Com isso, há atrasos nos prazos previstos para disponibilizar leitos para população. Ao mesmo tempo, há denúncias de estruturas precárias para enfermeiros no Hospital do Maracanã, onde um vídeo revelou profissionais de enfermagem dormindo no chão.
Um dos pontos que facilita a disseminação do coronavírus no Rio são as favelas e outras comunidades pobres com grande concentração de pessoas em moradias pequenas, o que dificulta a prevenção do contágio.
“A transmissão em grandes comunidades onde tem dificuldade de prevenção é um fato. Ambientes pouco arejados, casas muito perto das outras. Comportamento nessas comunidades onde se usa pouca máscara, ficam batendo papo no bar”, explicou Migowiski.

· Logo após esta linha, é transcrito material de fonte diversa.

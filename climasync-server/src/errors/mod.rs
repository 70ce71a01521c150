pub mod api;
pub mod detection;
pub mod device;
pub mod energy;

pub use api::ApiError;
pub use detection::DetectionError;
pub use device::DeviceError;
pub use energy::EnergyError;

use axum::Json;
use axum::http::StatusCode;
use axum::response::{IntoResponse, Response};
use serde_json::json;
use uuid::Uuid;

impl IntoResponse for ApiError {
    fn into_response(self) -> Response {
        let (status, error_message, error_id) = match self {
            ApiError::DeviceError(e) => (e.status_code(), e.to_string(), None),
            ApiError::EnergyError(e) => (e.status_code(), e.to_string(), None),
            ApiError::DetectionError(e) => (e.status_code(), e.to_string(), None),
            ApiError::InternalError(e) => {
                let error_id = Uuid::new_v4();
                tracing::error!(error_id = ?error_id, "Internal error: {}", e);
                (
                    StatusCode::INTERNAL_SERVER_ERROR,
                    "Internal server error".to_string(),
                    Some(error_id.to_string()),
                )
            }
        };

        let mut error_obj = json!({
            "code": status.as_u16(),
            "message": error_message
        });

        if let Some(error_id) = error_id {
            error_obj["error_id"] = json!(error_id);
        }

        let body = Json(json!({
            "success": false,
            "error": error_obj
        }));

        (status, body).into_response()
    }
}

O epidemiologista da Fiocruz Diego Ricardo Xavier ainda lembrou que o coronavírus chegou com mais força às comunidades mais pobres em fases posteriores da epidemia. Lembrou que, no início, a doença se concentrava em classes mais altas.
E explicou que a distribuição da geografia da cidade, com áreas mais pobres e ricas próximas pode ter influenciado na disseminação da doença.
O Rio só teve 30 mil testes de RT-PCR (mais precisos) realizados para coronavírus até a última segunda-feira (18), segundo a Secretaria de Saúde do Estado. Esse número deve ter subido para 32 mil no dia seguinte, já que a capacidade de processar diagnóstico era de 1.800 por dia.
Para se ter ideia, o Rio tem 30 mil casos de coronavírus confirmados. Ou seja, isso significaria que mais de 90% dos testes teriam sido positivos. Não é o caso, visto que há também exames realizados na rede privada —médicos que tratam de doentes para covid-19 têm que notificar o estado sobre esses casos.
De qualquer forma, a comparação entre o número de testes e casos confirmados mostra que o estado não faz exames em massa. Ou seja, não sabe a real dimensão da doença no Estado.